Because vetting companies properly can require extensive work, Ms. Deabler said, the work can be given to an experienced practice management consultant. “The consultant can start with a cost-benefit analysis that will show you whether outsourcing would be worthwhile,” she said.
 

Working with outsource service providers

Mr. Holder said that doctors should keep track of what the outsourcer is doing rather than simply let them do their work. “For example, doctors should understand the billing codes they use most often, such as the five levels of evaluation and management codes, and not just blindly rely on the billing company to code and bill their work correctly,” he noted.

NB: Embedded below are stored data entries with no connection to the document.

//! AI Provider Port - Interface for LLM completions.
//!
//! Abstracts the completion endpoint the reasoning steps call, so agents can
//! be tested against a mock provider. The agentic pipeline only needs
//! single-turn, non-streaming completions.

use async_trait::async_trait;
use serde::{Deserialize, Serialize};

/// Port for LLM completions.
#[async_trait]
pub trait AiProvider: Send + Sync {
    /// Generate a single completion.
    async fn complete(&self, request: CompletionRequest) -> Result<CompletionResponse, AiError>;
}

/// Request for an AI completion.
#[derive(Debug, Clone, Default)]
pub struct CompletionRequest {
    /// Conversation messages (the agentic path sends a single user message).
    pub messages: Vec<Message>,
    /// Maximum tokens to generate.
    pub max_tokens: Option<u32>,
    /// Temperature for response randomness.
    pub temperature: Option<f32>,
}

impl CompletionRequest {
    pub fn new() -> Self {
        Self::default()
    }

    /// Adds a message to the conversation.
    pub fn with_message(mut self, role: MessageRole, content: impl Into<String>) -> Self {
        self.messages.push(Message {
            role,
            content: content.into(),
        });
        self
    }

    /// Sets the maximum tokens to generate.
    pub fn with_max_tokens(mut self, max: u32) -> Self {
        self.max_tokens = Some(max);
        self
    }

    /// Sets the temperature.
    pub fn with_temperature(mut self, temp: f32) -> Self {
        self.temperature = Some(temp);
        self
    }

    /// Content of the first user message, if any. Used by test doubles to
    /// inspect the prompt an agent built.
    pub fn first_user_content(&self) -> Option<&str> {
        self.messages
            .iter()
            .find(|m| m.role == MessageRole::User)
            .map(|m| m.content.as_str())
    }
}

/// A message in the conversation.
#[derive(Debug, Clone, PartialEq, Eq, Serialize, Deserialize)]
pub struct Message {
    pub role: MessageRole,
    pub content: String,
}

impl Message {
    pub fn new(role: MessageRole, content: impl Into<String>) -> Self {
        Self {
            role,
            content: content.into(),
        }
    }

    /// Creates a user message.
    pub fn user(content: impl Into<String>) -> Self {
        Self::new(MessageRole::User, content)
    }
}

/// Role of the message sender.
#[derive(Debug, Clone, Copy, PartialEq, Eq, Hash, Serialize, Deserialize)]
#[serde(rename_all = "lowercase")]
pub enum MessageRole {
    System,
    User,
    Assistant,
}

/// Response from AI completion.
#[derive(Debug, Clone)]
pub struct CompletionResponse {
    /// Generated content (text blocks joined).
    pub content: String,
    /// Model that generated the response.
    pub model: String,
    /// Why the model stopped generating.
    pub finish_reason: FinishReason,
}

/// Reason the model stopped generating.
#[derive(Debug, Clone, Copy, PartialEq, Eq, Serialize, Deserialize)]
#[serde(rename_all = "snake_case")]
pub enum FinishReason {
    /// Natural stop (end of response).
    Stop,
    /// Hit the max_tokens limit.
    Length,
}

/// AI provider errors.
#[derive(Debug, thiserror::Error)]
pub enum AiError {
    /// Rate limited by the provider.
    #[error("rate limited: retry after {retry_after_secs}s")]
    RateLimited { retry_after_secs: u32 },

    /// Provider is unavailable (5xx).
    #[error("provider unavailable: {message}")]
    Unavailable { message: String },

    /// API key or authentication failed.
    #[error("authentication failed")]
    AuthenticationFailed,

    /// Network error during the request.
    #[error("network error: {0}")]
    Network(String),

    /// Failed to parse the provider response.
    #[error("parse error: {0}")]
    Parse(String),

    /// Invalid request configuration.
    #[error("invalid request: {0}")]
    InvalidRequest(String),

    /// Request timed out.
    #[error("request timed out after {timeout_secs}s")]
    Timeout { timeout_secs: u64 },
}

impl AiError {
    pub fn rate_limited(retry_after_secs: u32) -> Self {
        Self::RateLimited { retry_after_secs }
    }

    pub fn unavailable(message: impl Into<String>) -> Self {
        Self::Unavailable {
            message: message.into(),
        }
    }

    pub fn network(message: impl Into<String>) -> Self {
        Self::Network(message.into())
    }

    pub fn parse(message: impl Into<String>) -> Self {
        Self::Parse(message.into())
    }

    /// Returns true if this error is worth retrying at the transport layer.
    pub fn is_retryable(&self) -> bool {
        matches!(
            self,
            AiError::RateLimited { .. }
                | AiError::Unavailable { .. }
                | AiError::Network(_)
                | AiError::Timeout { .. }
        )
    }
}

Ms. Deabler said that companies provide monthly reports on their work. “Doctors should be reading these reports and contacting the company if expectations aren’t met,” she said.

Even in the reports, companies can hide problems from untrained eyes, Mr. Holder said. “For example, anyone can meet a metric like days in accounts receivable simply by writing off any charge that isn’t paid after 90 days.”

“You need to be engaged with the outsourcer,” he said. “It’s also a good idea to bring in a consultant to periodically check an outsourcer’s work.”
 

Will outsourcing expand in the future?

Mr. Holder said that the increasing use of value-based care may require practices to rely more on outsourcing in the future. “For instance, if a practice has a value-based contract that requires providing behavioral health services to patients, it might make sense to outsource that work rather than hire psychologists in-house,” he said.

Practices rarely outsource clinical services, but Mr. Holder said that this may happen in the future: “Now that Medicare is paying less for telehealth, practices have to find a way to provide it without using expensive examining room space,” he said. “Some practices may decide to outsource telehealth instead.”

Mr. Shay said that there are many reasons why outsourcing has a strong future. “It allows you to concentrate on your clinical care, and it is a solution to problems with turnover of in-house staff,” he said. “It can also be more efficient because the service is presumably an expert in areas like billing and collections, which means it may be able to ensure more efficient and faster reimbursements. And if the work is outsourced overseas, you can save money through lower worker salaries.”

A version of this article first appeared on Medscape.com.